Whatever Works ou l’éloge de la légèreté

Retour aux sources

Whatever Works, nouvel opus de Woody Allen, marque le retour du cinéaste à New York après des pérégrinations espagnoles et britanniques. Les deux précédents films du binoclard intellectuel le plus hypocondriaque du cinéma américain se déroulaient en effet sur le vieux continent. Ils avaient permis à notre bon vieux Woody de s’essayer à des registres cinématographiques différents, délaissant la comédie pour la peinture de mœurs (Le rêve de Cassandre), le drame moraliste (Match Point) et le marivaudage exotique (Vicky Cristina Barcelona). Woody revient donc à ses premières amours en filmant à nouveau la ville qu’il connaît le mieux : New York.
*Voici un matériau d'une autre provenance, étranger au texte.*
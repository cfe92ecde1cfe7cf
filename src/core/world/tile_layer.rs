//=========================================================================
// Tile Layer
//=========================================================================
//
// One dimension's grid of tiles.
//
// Cells carry their own alpha/tint/collision flag, but the layer only
// ever restyles all occupied cells at once, so they stay uniform.
// Empty cells (occupancy <= 0) are never collidable.
//
//=========================================================================

//=== Internal Dependencies ===============================================

use crate::core::dimension::{Dimension, LayerStyle, Tint};

//=== TilePos =============================================================

/// Column/row address of a cell.
#[derive(Debug, Clone, Copy, PartialEq, Eq, Hash)]
pub struct TilePos {
    pub x: usize,
    pub y: usize,
}

//=== TileCell ============================================================

/// A single grid cell.
#[derive(Debug, Clone, Copy, PartialEq)]
pub struct TileCell {
    /// Tile type id. Zero or negative means empty.
    pub occupancy: i32,
    pub alpha: f32,
    pub tint: Option<Tint>,
    pub collides: bool,
}

impl TileCell {
    fn new(occupancy: i32) -> Self {
        Self {
            occupancy,
            alpha: 1.0,
            tint: None,
            collides: false,
        }
    }

    /// Whether the cell holds a tile at all.
    #[inline]
    pub fn is_occupied(&self) -> bool {
        self.occupancy > 0
    }

    /// Whether the cell currently blocks movement.
    #[inline]
    pub fn is_solid(&self) -> bool {
        self.is_occupied() && self.collides
    }
}

//=== TileLayer ===========================================================

/// Fixed-size tile grid belonging to one dimension.
#[derive(Debug, Clone, PartialEq)]
pub struct TileLayer {
    dimension: Dimension,
    width: usize,
    height: usize,
    cells: Vec<TileCell>,
    depth: i32,
}

impl TileLayer {
    //--- Construction -----------------------------------------------------

    /// Builds a layer from row-major occupancy rows.
    ///
    /// Rows are expected to be rectangular; the level loader rejects
    /// anything else before it reaches here. A short row is padded with
    /// empty cells.
    pub fn from_grid(dimension: Dimension, rows: &[Vec<i32>]) -> Self {
        let height = rows.len();
        let width = rows.first().map_or(0, Vec::len);
        debug_assert!(rows.iter().all(|row| row.len() == width), "ragged tile grid");

        let mut cells = Vec::with_capacity(width * height);
        for row in rows {
            for x in 0..width {
                cells.push(TileCell::new(row.get(x).copied().unwrap_or(0)));
            }
        }

        Self {
            dimension,
            width,
            height,
            cells,
            depth: LayerStyle::GHOST_DEPTH,
        }
    }

    //--- Styling (crate-private, driven by the state machine) -------------

    /// Restyles every occupied cell as a unit.
    pub(crate) fn apply_style(&mut self, style: &LayerStyle) {
        for cell in &mut self.cells {
            if cell.is_occupied() {
                cell.alpha = style.alpha;
                cell.tint = style.tint;
                cell.collides = style.collidable;
            } else {
                cell.collides = false;
            }
        }
        self.depth = style.depth;
    }

    //--- Queries ----------------------------------------------------------

    pub fn dimension(&self) -> Dimension {
        self.dimension
    }

    pub fn width(&self) -> usize {
        self.width
    }

    pub fn height(&self) -> usize {
        self.height
    }

    /// Draw order; the larger depth is drawn on top.
    pub fn depth(&self) -> i32 {
        self.depth
    }

    pub fn cell(&self, x: usize, y: usize) -> Option<&TileCell> {
        if x < self.width && y < self.height {
            self.cells.get(y * self.width + x)
        } else {
            None
        }
    }

    /// Whether the cell at `(x, y)` blocks movement. Out of bounds is open.
    pub fn is_solid(&self, x: usize, y: usize) -> bool {
        self.cell(x, y).is_some_and(TileCell::is_solid)
    }

    /// Visits every cell in row-major order.
    pub fn for_each_tile<F>(&self, mut visit: F)
    where
        F: FnMut(TilePos, &TileCell),
    {
        for (index, cell) in self.cells.iter().enumerate() {
            visit(self.pos_of(index), cell);
        }
    }

    /// Iterates over occupied cells only.
    pub fn occupied(&self) -> impl Iterator<Item = (TilePos, &TileCell)> + '_ {
        self.cells
            .iter()
            .enumerate()
            .filter(|(_, cell)| cell.is_occupied())
            .map(|(index, cell)| (self.pos_of(index), cell))
    }

    /// The shared style of all occupied cells.
    ///
    /// Returns `None` for a layer with no tiles, or if cells ever
    /// disagree (which would be a broken layer).
    pub fn uniform_style(&self) -> Option<LayerStyle> {
        let mut occupied = self.occupied().map(|(_, cell)| cell);
        let first = occupied.next()?;
        let uniform = occupied.all(|cell| {
            cell.alpha == first.alpha && cell.tint == first.tint && cell.collides == first.collides
        });

        uniform.then_some(LayerStyle {
            alpha: first.alpha,
            tint: first.tint,
            collidable: first.collides,
            depth: self.depth,
        })
    }

    //--- Internal Helpers -------------------------------------------------

    fn pos_of(&self, index: usize) -> TilePos {
        TilePos {
            x: index % self.width,
            y: index / self.width,
        }
    }
}

//=========================================================================
// Unit Tests
//=========================================================================
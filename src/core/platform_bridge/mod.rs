//=========================================================================
// Platform Bridge
//=========================================================================
//
// Bridges the platform layer (winit) with core systems.
//
// Components:
// - `interface`: Event types and error definitions (the contract)
// - `event_collector`: Core-side event collection and buffering
//
//=========================================================================

//=== Module Declarations =================================================

mod event_collector;
mod interface;

//=== Public API ==========================================================

pub use interface::{PlatformError, PlatformEvent};

//=== Internal API ========================================================

pub(crate) use event_collector::{EventCollector, TickControl};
L’adaptation de soi à l’écran

Filmer New York, c’est renouer avec les vieilles obsessions de toujours : les choix et coup de tête amoureux mais surtout la fictionnalisation de soi ou comment le cinéaste puise dans son autobiographie réelle ou imaginée des situations ou traits de personnalité récurrents pour filmer ses personnages. Pour incarner aujourd’hui le double de l’auteur névrosé, il fallait un acteur qui fasse oublier le physique d’Allen mais rappelle sa présence dans chaque plan aux spectateurs. Woody a choisi Larry David, connu des téléspectateurs qui ont pu suivre ses mésaventures de scénariste hypocondriaque, misogyne, obsessionnel et égoïste dans Curb your enthusiasm ( Larry et son nombril pour la version française.) Si les clones de Woody à l’écran, juifs névrosés intellectuels, traînaient dans les clubs de jazz et les Delis new-yorkais, Larry déambulait dans Los Angeles en méprisant la superficialité et l’hypocrisie d’un système duquel il profitait néanmoins. Cependant, malgré les différences géographiques et sociales, Woody et Larry devaient se rencontrer et ne faire plus qu’un. Larry David avait déjà fait une apparition dans Radio Days mais on ne distinguait à l’écran que l’arrière de son crâne ! Si Woody Allen a fait appel à Larry David pour incarner un héros typiquement Allénien, c’est peut-être parce que les deux scénaristes-acteurs ont en commun d’avoir créé et interprété des personnages leur ressemblant à la ville. La fictionnalisation de soi peut donner lieu à une réflexion sur l’introspection comme source d’inspiration pour la mise en scène de récits qui malgré leurs particularismes identitaires possèdent la capacité de prétendre à l’universalité. Cependant, elle peut également tourner à la sérialisation, au recyclage des bonnes recettes qui marchent, donnant ainsi naissance à un nouvel opus, destiné en priorité aux spectateurs qui possèderont les codes narratifs propres au personnage, porte-parole et double de l’auteur.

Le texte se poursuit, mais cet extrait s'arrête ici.